ONGC acquired HPCL for Rs 36,915 crore last year as part of the government’s efforts to meet its disinvestment targets. While it funded a part of the acquisition through cash reserves, it borrowed in excess of Rs 20,000 crore for the acquisition.
“All of ONGC’s cash reserves were utilised in HPCL’s acquisition. ONGC had to borrow funds in addition to using its reserves to fund the deal. The cash accumulations are not happening because ONGC is using the surpluses to pay back the debt. The balance sheet as of September-end shows that more than half the debt has been repaid,” said a retired senior ONGC official, who did not wish to be identified.
“In addition, the dividends also have to be paid.

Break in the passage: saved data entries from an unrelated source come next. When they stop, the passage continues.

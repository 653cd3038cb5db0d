//! Configuration for sheetaudit.
//!
//! # Configuration Types
//!
//! - **Config**: project settings from `sheetaudit.toml` (server address,
//!   audit tuning, provider endpoints)
//! - **`CredentialsConfig`**: the provider access token from
//!   `~/.config/sheetaudit/credentials.toml`
//!
//! # Resolution Algorithm
//!
//! The project config is resolved in this order:
//!
//! 1. `SHEETAUDIT_CONFIG_PATH` environment variable
//! 2. Current directory
//! 3. Parent directories (walk up to filesystem root)
//!
//! Credentials are read from `SHEETAUDIT_CREDENTIALS_PATH` or the XDG config
//! directory. Missing files are not errors.
//!
//! ```toml
//! [server]
//! addr = "127.0.0.1:3000"
//!
//! [audit]
//! fan_out = 4
//! tab_concurrency = 4
//! call_timeout_secs = 30
//! max_list_pages = 1
//!
//! [google]
//! drive_endpoint = "https://www.googleapis.com/drive/v3"
//! sheets_endpoint = "https://sheets.googleapis.com/v4"
//! request_timeout_secs = 30
//! max_retries = 2
//! ```

use std::{
    fs,
    path::{Path, PathBuf},
    time::Duration,
};

use serde::{Deserialize, Serialize};

const CONFIG_FILE_NAME: &str = "sheetaudit.toml";
const CONFIG_PATH_ENV: &str = "SHEETAUDIT_CONFIG_PATH";
const CREDENTIALS_PATH_ENV: &str = "SHEETAUDIT_CREDENTIALS_PATH";

/// Default Google Drive v3 endpoint.
pub const DEFAULT_DRIVE_ENDPOINT: &str = "https://www.googleapis.com/drive/v3";

/// Default Google Sheets v4 endpoint.
pub const DEFAULT_SHEETS_ENDPOINT: &str = "https://sheets.googleapis.com/v4";

/// Errors that can occur while loading configuration.
#[derive(Debug, thiserror::Error)]
#[non_exhaustive]
pub enum ConfigError {
    /// I/O error when reading a config file.
    #[error("I/O error: {0}")]
    Io(#[from] std::io::Error),

    /// TOML parsing error when a config file is malformed.
    #[error("failed to parse TOML: {0}")]
    Parse(#[from] toml::de::Error),

    /// Config file not found.
    #[error("config file not found: {0}")]
    NotFound(PathBuf),

    /// A value is out of range.
    #[error("invalid config: {0}")]
    Invalid(String),
}

/// Project configuration from `sheetaudit.toml`.
#[derive(Debug, Clone, Default, PartialEq, Eq, Serialize, Deserialize)]
#[serde(default)]
pub struct Config {
    pub server: ServerConfig,
    pub audit: AuditOptions,
    pub google: GoogleConfig,
}

impl Config {
    /// Loads and validates a config file from an explicit path.
    ///
    /// # Errors
    ///
    /// Returns `Err(ConfigError)` if:
    /// - The file cannot be read (returns `NotFound` variant)
    /// - The file cannot be parsed as TOML
    /// - A value fails validation
    pub fn load(path: impl AsRef<Path>) -> Result<Self, ConfigError> {
        let path = path.as_ref();
        let contents =
            fs::read_to_string(path).map_err(|_e| ConfigError::NotFound(path.to_path_buf()))?;

        let config: Config = toml::from_str(&contents)?;
        config.validate()?;
        Ok(config)
    }

    /// Resolves the project config, returning `None` when no file exists.
    ///
    /// # Errors
    ///
    /// Returns `Err(ConfigError)` if a found file cannot be read, parsed or
    /// validated.
    pub fn load_resolved() -> Result<Option<Self>, ConfigError> {
        if let Some(path) = std::env::var_os(CONFIG_PATH_ENV).map(PathBuf::from)
            && path.exists()
        {
            return Self::load(path).map(Some);
        }

        let current = std::env::current_dir()?;
        Self::resolve_from(&current)
    }

    /// Searches `start` and its ancestors for `sheetaudit.toml`.
    ///
    /// # Errors
    ///
    /// Returns `Err(ConfigError)` if a found file cannot be loaded.
    pub fn resolve_from(start: &Path) -> Result<Option<Self>, ConfigError> {
        for dir in start.ancestors() {
            let candidate = dir.join(CONFIG_FILE_NAME);
            if candidate.exists() {
                return Self::load(candidate).map(Some);
            }
        }
        Ok(None)
    }

    /// Loads an explicit path when given, otherwise resolves, otherwise
    /// falls back to defaults.
    ///
    /// # Errors
    ///
    /// Returns `Err(ConfigError)` if a config file exists but cannot be
    /// loaded.
    pub fn load_or_default(path: Option<&Path>) -> Result<Self, ConfigError> {
        match path {
            Some(path) => Self::load(path),
            None => Ok(Self::load_resolved()?.unwrap_or_default()),
        }
    }

    /// Checks that every value is usable.
    ///
    /// # Errors
    ///
    /// Returns [`ConfigError::Invalid`] describing the first bad value.
    pub fn validate(&self) -> Result<(), ConfigError> {
        self.audit.validate()?;
        self.google.validate()?;
        if self.server.addr.trim().is_empty() {
            return Err(ConfigError::Invalid(
                "server.addr must not be empty".to_string(),
            ));
        }
        Ok(())
    }
}

/// HTTP server settings.
#[derive(Debug, Clone, PartialEq, Eq, Serialize, Deserialize)]
#[serde(default)]
pub struct ServerConfig {
    /// Address to bind, e.g. `127.0.0.1:3000`.
    pub addr: String,
}

impl Default for ServerConfig {
    fn default() -> Self {
        Self {
            addr: "127.0.0.1:3000".to_string(),
        }
    }
}

/// Tuning knobs for one audit run.
#[derive(Debug, Clone, PartialEq, Eq, Serialize, Deserialize)]
#[serde(default)]
pub struct AuditOptions {
    /// Spreadsheets enriched concurrently.
    pub fan_out: usize,

    /// Tabs blank-checked concurrently within one spreadsheet.
    pub tab_concurrency: usize,

    /// Time budget for every remote call, in seconds.
    pub call_timeout_secs: u64,

    /// Listing pages walked before the listing is truncated.
    ///
    /// The default of one page keeps the listing to the provider's first
    /// result page.
    pub max_list_pages: usize,
}

impl Default for AuditOptions {
    fn default() -> Self {
        Self {
            fan_out: 4,
            tab_concurrency: 4,
            call_timeout_secs: 30,
            max_list_pages: 1,
        }
    }
}

impl AuditOptions {
    pub fn call_timeout(&self) -> Duration {
        Duration::from_secs(self.call_timeout_secs)
    }

    /// # Errors
    ///
    /// Returns [`ConfigError::Invalid`] if any knob is zero.
    pub fn validate(&self) -> Result<(), ConfigError> {
        let checks = [
            ("audit.fan_out", self.fan_out == 0),
            ("audit.tab_concurrency", self.tab_concurrency == 0),
            ("audit.call_timeout_secs", self.call_timeout_secs == 0),
            ("audit.max_list_pages", self.max_list_pages == 0),
        ];
        match checks.iter().find(|(_, bad)| *bad) {
            Some((name, _)) => Err(ConfigError::Invalid(format!("{name} must be at least 1"))),
            None => Ok(()),
        }
    }
}

/// Google API endpoints and client behavior.
#[derive(Debug, Clone, PartialEq, Eq, Serialize, Deserialize)]
#[serde(default)]
pub struct GoogleConfig {
    pub drive_endpoint: String,
    pub sheets_endpoint: String,
    /// Whole-request timeout applied by the HTTP client, in seconds.
    pub request_timeout_secs: u64,
    /// Retries for 429 and 5xx responses.
    pub max_retries: usize,
}

impl Default for GoogleConfig {
    fn default() -> Self {
        Self {
            drive_endpoint: DEFAULT_DRIVE_ENDPOINT.to_string(),
            sheets_endpoint: DEFAULT_SHEETS_ENDPOINT.to_string(),
            request_timeout_secs: 30,
            max_retries: 2,
        }
    }
}

impl GoogleConfig {
    /// Points both services at the same base URL.
    pub fn with_endpoint(endpoint: impl Into<String>) -> Self {
        let endpoint = endpoint.into();
        Self {
            drive_endpoint: endpoint.clone(),
            sheets_endpoint: endpoint,
            ..Self::default()
        }
    }

    pub fn request_timeout(&self) -> Duration {
        Duration::from_secs(self.request_timeout_secs)
    }

    /// # Errors
    ///
    /// Returns [`ConfigError::Invalid`] for empty endpoints or a zero
    /// timeout.
    pub fn validate(&self) -> Result<(), ConfigError> {
        if self.drive_endpoint.trim().is_empty() {
            return Err(ConfigError::Invalid(
                "google.drive_endpoint must not be empty".to_string(),
            ));
        }
        if self.sheets_endpoint.trim().is_empty() {
            return Err(ConfigError::Invalid(
                "google.sheets_endpoint must not be empty".to_string(),
            ));
        }
        if self.request_timeout_secs == 0 {
            return Err(ConfigError::Invalid(
                "google.request_timeout_secs must be at least 1".to_string(),
            ));
        }
        Ok(())
    }
}

/// Credentials configuration from `~/.config/sheetaudit/credentials.toml`.
#[derive(Debug, Clone, Default, Serialize, Deserialize)]
pub struct CredentialsConfig {
    #[serde(default)]
    pub google: Option<GoogleCredentials>,
}

/// Stored Google credential.
#[derive(Clone, Serialize, Deserialize)]
pub struct GoogleCredentials {
    pub access_token: String,
}

impl std::fmt::Debug for GoogleCredentials {
    fn fmt(&self, f: &mut std::fmt::Formatter<'_>) -> std::fmt::Result {
        f.debug_struct("GoogleCredentials")
            .field("access_token", &"<redacted>")
            .finish()
    }
}

impl CredentialsConfig {
    /// # Errors
    ///
    /// Returns `Err(ConfigError)` if the file cannot be read or parsed.
    pub fn load(path: impl AsRef<Path>) -> Result<Self, ConfigError> {
        let contents = fs::read_to_string(path)?;
        Ok(toml::from_str(&contents)?)
    }

    /// Loads credentials from the env override or the XDG config directory.
    ///
    /// # Errors
    ///
    /// Returns `Err(ConfigError)` if a found file cannot be read or parsed.
    pub fn load_resolved() -> Result<Option<Self>, ConfigError> {
        let path = std::env::var_os(CREDENTIALS_PATH_ENV)
            .map(PathBuf::from)
            .or_else(|| dirs::config_dir().map(|dir| dir.join("sheetaudit/credentials.toml")));

        match path {
            Some(path) if path.exists() => Self::load(path).map(Some),
            _ => Ok(None),
        }
    }

    pub fn google_access_token(&self) -> Option<&str> {
        self.google
            .as_ref()
            .map(|google| google.access_token.as_str())
            .filter(|token| !token.trim().is_empty())
    }
}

All this is eroding the surplus. Ideally, in exploration, working capital requirements have to be met and a cash balance of Rs 5,000-10,000 crore is needed.”
ONGC paid a dividend of Rs 8,470 crore in 2017-18, including dividend distribution tax, compared to Rs 7,764 crore in 2016-17.
In addition to the dividends, ONGC also announced a share buyback in December of Rs 4,022 crore.
Aloke Kumar Banerjee, former director (finance) at ONGC, said such “alarming” levels of cash balance have never been witnessed in the corporation’s history. He attributed it mainly to the recent acquisitions by ONGC — both HPCL and the Gujarat State Petroleum Corporation’s stake in the KG Basin gas block.
“Companies involved in exploration and production typically require some cash for leverage, as it’s a high-risk business. Internationally too, E&P (exploration & production) companies do business mainly on equity and not on debt. Better liquidity also helps in improving the firm’s credit rating internationally at the time of raising funds,” Banerjee said.
“The capital expenditure and operating expenditure of ONGC will be more than Rs 1 lakh crore. Typically, the level of the cash reserves should meet at least one month’s expenses.”
However, Banerjee also added a positive observation — that the rising oil and gas prices will help ONGC quickly replenish its reserves.